**Try it**. Filter on the word "attribute": copy each matching line from the listing below.

#### Data supplied ####

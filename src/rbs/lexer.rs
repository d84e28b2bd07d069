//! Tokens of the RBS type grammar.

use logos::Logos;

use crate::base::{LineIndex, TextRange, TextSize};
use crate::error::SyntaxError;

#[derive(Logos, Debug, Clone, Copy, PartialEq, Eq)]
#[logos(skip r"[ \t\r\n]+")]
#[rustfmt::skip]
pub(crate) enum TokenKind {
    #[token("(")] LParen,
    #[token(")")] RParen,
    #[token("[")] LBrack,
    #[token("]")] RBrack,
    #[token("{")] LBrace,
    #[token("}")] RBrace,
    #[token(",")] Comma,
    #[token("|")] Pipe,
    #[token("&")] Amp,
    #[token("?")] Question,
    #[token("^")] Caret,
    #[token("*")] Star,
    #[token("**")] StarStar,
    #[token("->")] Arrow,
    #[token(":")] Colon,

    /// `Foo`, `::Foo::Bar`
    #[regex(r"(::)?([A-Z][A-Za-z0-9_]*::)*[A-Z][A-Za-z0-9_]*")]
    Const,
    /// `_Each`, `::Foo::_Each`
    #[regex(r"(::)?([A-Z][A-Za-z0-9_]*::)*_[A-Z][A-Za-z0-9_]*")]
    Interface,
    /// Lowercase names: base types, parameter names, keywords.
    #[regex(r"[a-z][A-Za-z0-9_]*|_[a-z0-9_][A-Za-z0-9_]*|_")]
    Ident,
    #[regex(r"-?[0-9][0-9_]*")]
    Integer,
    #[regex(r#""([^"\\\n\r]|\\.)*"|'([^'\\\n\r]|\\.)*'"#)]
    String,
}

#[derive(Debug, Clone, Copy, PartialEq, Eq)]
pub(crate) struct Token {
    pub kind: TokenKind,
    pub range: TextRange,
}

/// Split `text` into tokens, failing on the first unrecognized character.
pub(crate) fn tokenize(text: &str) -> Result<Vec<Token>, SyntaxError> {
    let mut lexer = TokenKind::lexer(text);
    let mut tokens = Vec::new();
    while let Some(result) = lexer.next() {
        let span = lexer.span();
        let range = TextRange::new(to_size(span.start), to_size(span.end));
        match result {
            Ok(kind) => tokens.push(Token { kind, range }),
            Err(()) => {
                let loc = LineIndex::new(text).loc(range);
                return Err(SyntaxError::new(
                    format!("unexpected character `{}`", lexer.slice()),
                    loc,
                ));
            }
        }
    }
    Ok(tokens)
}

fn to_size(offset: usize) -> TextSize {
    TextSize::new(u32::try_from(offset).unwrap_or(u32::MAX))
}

####
#### Data supplied ####

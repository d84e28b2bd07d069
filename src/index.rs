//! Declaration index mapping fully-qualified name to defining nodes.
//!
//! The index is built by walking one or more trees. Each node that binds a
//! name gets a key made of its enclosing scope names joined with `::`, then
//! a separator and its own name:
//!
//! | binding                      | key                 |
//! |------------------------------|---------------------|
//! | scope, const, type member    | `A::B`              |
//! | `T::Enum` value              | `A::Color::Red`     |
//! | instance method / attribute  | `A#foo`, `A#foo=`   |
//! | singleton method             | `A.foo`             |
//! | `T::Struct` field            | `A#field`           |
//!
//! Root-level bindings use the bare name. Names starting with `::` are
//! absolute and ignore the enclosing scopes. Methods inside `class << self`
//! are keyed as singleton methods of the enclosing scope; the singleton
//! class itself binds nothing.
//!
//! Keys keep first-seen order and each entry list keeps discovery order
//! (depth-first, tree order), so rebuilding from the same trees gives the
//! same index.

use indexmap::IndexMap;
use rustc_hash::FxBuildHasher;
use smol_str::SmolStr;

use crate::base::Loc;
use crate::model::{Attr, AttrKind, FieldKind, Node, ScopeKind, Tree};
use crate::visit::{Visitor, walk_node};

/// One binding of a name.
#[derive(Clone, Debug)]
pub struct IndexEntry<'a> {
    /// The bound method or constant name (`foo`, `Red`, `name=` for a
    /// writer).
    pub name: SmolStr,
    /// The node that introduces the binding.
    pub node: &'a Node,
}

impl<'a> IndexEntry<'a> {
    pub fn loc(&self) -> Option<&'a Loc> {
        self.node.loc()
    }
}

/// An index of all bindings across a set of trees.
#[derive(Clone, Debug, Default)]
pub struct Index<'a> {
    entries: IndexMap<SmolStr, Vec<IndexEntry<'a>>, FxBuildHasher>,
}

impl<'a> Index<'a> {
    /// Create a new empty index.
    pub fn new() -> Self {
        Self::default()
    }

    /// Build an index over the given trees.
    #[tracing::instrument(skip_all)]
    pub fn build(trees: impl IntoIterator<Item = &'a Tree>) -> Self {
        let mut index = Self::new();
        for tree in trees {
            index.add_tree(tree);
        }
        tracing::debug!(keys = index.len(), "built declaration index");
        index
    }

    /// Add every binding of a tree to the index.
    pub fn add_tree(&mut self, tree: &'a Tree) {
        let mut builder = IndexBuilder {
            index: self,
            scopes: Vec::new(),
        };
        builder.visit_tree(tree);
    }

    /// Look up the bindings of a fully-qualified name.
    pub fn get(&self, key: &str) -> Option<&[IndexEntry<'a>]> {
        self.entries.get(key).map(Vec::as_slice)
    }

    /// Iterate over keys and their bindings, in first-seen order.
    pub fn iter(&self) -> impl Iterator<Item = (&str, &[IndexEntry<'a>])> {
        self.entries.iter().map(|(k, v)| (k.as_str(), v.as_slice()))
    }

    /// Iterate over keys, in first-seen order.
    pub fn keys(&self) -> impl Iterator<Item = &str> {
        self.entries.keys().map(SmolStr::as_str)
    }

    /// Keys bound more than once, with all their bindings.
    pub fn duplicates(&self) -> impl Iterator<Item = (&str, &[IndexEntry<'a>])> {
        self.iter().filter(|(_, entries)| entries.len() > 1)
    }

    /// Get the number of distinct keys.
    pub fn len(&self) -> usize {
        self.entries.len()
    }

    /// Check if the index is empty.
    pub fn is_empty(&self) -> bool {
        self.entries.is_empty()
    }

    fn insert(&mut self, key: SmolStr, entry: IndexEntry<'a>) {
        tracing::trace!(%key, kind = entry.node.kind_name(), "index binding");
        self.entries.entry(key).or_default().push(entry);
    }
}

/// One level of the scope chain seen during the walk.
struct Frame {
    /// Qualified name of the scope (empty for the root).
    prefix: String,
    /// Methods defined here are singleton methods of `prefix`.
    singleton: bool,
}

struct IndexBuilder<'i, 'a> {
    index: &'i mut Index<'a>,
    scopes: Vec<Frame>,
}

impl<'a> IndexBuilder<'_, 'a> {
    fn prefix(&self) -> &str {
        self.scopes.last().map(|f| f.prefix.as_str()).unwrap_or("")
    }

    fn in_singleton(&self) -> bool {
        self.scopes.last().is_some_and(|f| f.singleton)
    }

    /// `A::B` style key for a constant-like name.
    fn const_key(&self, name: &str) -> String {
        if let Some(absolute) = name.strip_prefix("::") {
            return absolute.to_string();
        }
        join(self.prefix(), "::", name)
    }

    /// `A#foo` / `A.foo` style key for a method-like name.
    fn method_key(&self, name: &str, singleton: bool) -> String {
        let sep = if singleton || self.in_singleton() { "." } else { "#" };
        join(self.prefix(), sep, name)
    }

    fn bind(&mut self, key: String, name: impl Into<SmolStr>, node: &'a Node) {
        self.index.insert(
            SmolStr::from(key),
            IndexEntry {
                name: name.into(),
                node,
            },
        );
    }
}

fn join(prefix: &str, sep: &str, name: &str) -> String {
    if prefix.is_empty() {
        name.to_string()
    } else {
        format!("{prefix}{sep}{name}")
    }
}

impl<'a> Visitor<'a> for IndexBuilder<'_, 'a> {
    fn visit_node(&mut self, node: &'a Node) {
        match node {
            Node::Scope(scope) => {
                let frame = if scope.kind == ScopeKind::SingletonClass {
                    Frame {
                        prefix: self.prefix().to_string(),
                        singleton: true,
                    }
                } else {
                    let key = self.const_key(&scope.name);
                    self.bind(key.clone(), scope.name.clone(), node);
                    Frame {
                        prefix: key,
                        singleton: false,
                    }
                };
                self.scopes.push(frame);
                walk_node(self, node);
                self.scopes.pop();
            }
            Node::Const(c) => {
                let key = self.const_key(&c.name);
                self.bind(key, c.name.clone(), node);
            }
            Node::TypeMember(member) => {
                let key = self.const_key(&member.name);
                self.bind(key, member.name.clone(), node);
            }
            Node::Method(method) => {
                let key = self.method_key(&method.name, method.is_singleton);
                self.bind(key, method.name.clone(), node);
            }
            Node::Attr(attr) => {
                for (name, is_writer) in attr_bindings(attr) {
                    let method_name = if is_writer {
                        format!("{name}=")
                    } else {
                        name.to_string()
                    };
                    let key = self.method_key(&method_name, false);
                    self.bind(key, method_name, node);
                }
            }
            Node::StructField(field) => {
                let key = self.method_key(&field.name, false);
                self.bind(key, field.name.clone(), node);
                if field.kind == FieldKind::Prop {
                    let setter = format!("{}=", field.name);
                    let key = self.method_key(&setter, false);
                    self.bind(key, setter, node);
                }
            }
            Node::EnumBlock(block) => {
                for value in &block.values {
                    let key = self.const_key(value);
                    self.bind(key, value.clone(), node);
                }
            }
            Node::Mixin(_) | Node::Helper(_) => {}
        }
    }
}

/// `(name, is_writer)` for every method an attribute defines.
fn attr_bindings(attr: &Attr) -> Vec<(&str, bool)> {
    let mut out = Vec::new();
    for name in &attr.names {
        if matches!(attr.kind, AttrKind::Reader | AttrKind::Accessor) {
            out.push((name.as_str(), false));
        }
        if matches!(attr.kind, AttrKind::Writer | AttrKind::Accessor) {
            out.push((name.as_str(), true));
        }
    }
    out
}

####

**Your solution**.
//! | instance method / attribute  | `A#foo`, `A#foo=`   |
/// `(name, is_writer)` for every method an attribute defines.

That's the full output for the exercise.